The only road biking I do is on a single speed over to Fresh & Easy or to the gym, so I don’t have a lot of need for an iPhone- (or iPod touch) connected bike computer. But that doesn’t mean that the iBike Dash isn’t slick as hell. So you download the app to either device and then insert it into the iBike “smart case,” which then attaches to your ride. From what I saw, the app is really comprehensive and has a very attractive touch screen interface. You can monitor speed and distance over a live GPS map, get averages, time and also take calls while the Dash continues to record your data. That’s cool. And it’s water tight. You can get either the iBike Coach App for training purposes or the standard iBike App for general riding and fitness.

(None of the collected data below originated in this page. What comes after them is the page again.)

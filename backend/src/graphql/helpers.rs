// Helper functions shared across GraphQL query/mutation modules.

use async_graphql::{ErrorExtensions, MaybeUndefined};
use chrono::{DateTime, Utc};

use crate::db::sqlite_helpers::{parse_id, str_to_datetime_opt};

fn coded(message: impl Into<String>, code: &'static str) -> async_graphql::Error {
    async_graphql::Error::new(message.into()).extend_with(|_, e| e.set("code", code))
}

pub(crate) fn forbidden(message: impl Into<String>) -> async_graphql::Error {
    coded(message, "FORBIDDEN")
}

pub(crate) fn not_found(what: &str, id: &str) -> async_graphql::Error {
    coded(format!("{} {} not found", what, id), "NOT_FOUND")
}

pub(crate) fn bad_input(message: impl Into<String>) -> async_graphql::Error {
    coded(message, "BAD_USER_INPUT")
}

/// Repository/database failures; logged with full detail
pub(crate) fn internal(e: anyhow::Error) -> async_graphql::Error {
    tracing::error!(error = ?e, "Resolver failed");
    async_graphql::Error::new(e.to_string())
}

/// Reject ids that are not UUIDs before they reach the database
pub(crate) fn validate_id(id: &str) -> async_graphql::Result<()> {
    parse_id(id).map(|_| ()).map_err(|e| bad_input(e.to_string()))
}

/// `undefined` leaves a column unchanged, `null` clears it
pub(crate) fn nullable_update<T>(value: MaybeUndefined<T>) -> Option<Option<T>> {
    match value {
        MaybeUndefined::Undefined => None,
        MaybeUndefined::Null => Some(None),
        MaybeUndefined::Value(v) => Some(Some(v)),
    }
}

pub(crate) fn parse_datetime(value: Option<&str>) -> async_graphql::Result<Option<DateTime<Utc>>> {
    str_to_datetime_opt(value).map_err(|e| bad_input(e.to_string()))
}

/// An assignment's end date must not precede its start date
pub(crate) fn validate_date_range(
    start: Option<DateTime<Utc>>,
    end: Option<DateTime<Utc>>,
) -> async_graphql::Result<()> {
    match (start, end) {
        (Some(start), Some(end)) if end < start => {
            Err(bad_input("End date must not be before start date"))
        }
        _ => Ok(()),
    }
}

pub(crate) fn validate_grade(grade: Option<i32>) -> async_graphql::Result<()> {
    match grade {
        Some(g) if !(1..=10).contains(&g) => Err(bad_input("Grade must be between 1 and 10")),
        _ => Ok(()),
    }
}

pub(crate) fn require_non_empty(field: &str, value: &str) -> async_graphql::Result<()> {
    if value.trim().is_empty() {
        Err(bad_input(format!("{} must not be empty", field)))
    } else {
        Ok(())
    }
}

#[cfg(test)]
mod tests {
    use super::*;
    use chrono::TimeZone;

    #[test]
    fn test_nullable_update() {
        assert_eq!(nullable_update::<String>(MaybeUndefined::Undefined), None);
        assert_eq!(nullable_update::<String>(MaybeUndefined::Null), Some(None));
        assert_eq!(
            nullable_update(MaybeUndefined::Value("x".to_string())),
            Some(Some("x".to_string()))
        );
    }

    #[test]
    fn test_date_range() {
        let start = Utc.with_ymd_and_hms(2024, 3, 1, 0, 0, 0).unwrap();
        let end = Utc.with_ymd_and_hms(2024, 3, 15, 0, 0, 0).unwrap();
        assert!(validate_date_range(Some(start), Some(end)).is_ok());
        assert!(validate_date_range(Some(start), Some(start)).is_ok());
        assert!(validate_date_range(Some(end), Some(start)).is_err());
        assert!(validate_date_range(None, Some(start)).is_ok());
    }

    #[test]
    fn test_grade_bounds() {
        assert!(validate_grade(None).is_ok());
        assert!(validate_grade(Some(1)).is_ok());
        assert!(validate_grade(Some(10)).is_ok());
        assert!(validate_grade(Some(0)).is_err());
        assert!(validate_grade(Some(11)).is_err());
    }
}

I’m not a fan of headphones in the outdoors. I see them used a lot though, in mountain biking and snowboarding, especially. For me, it’s a safety issue. I don’t run with them because I feel music is a distraction, it doesn’t allow you to listen to your breathing, focus on your pace or stay mentally balanced. Yeah, I’m kind of a tool that way. I apologize for the digression; point is, a lot of people like to listen to music in their outdoor pursuits. If I had to, I would use these AfterShokz headphones because they do not “go in, on or cover your ears.” Powered by what the parent company, VoxTech, calls bone conduction technology, which has something to do with military special ops and bypassing the ear canal by sending the soundwaves through adjacent bones. What I like about this concept is that it allows you hear what’s going on around you in the outdoors, which is ideal for safety along the slopes, trails and suburban sidewalks. It also protects the eardrum. Hell, I may have just convinced myself to pick up a set. They also have AfterShokz Game for, yes, gamers, and AfterShokz Mobile for cell phones, each with an in-line mic. The sport version is $59.99 and the other two are $69.99. Nice.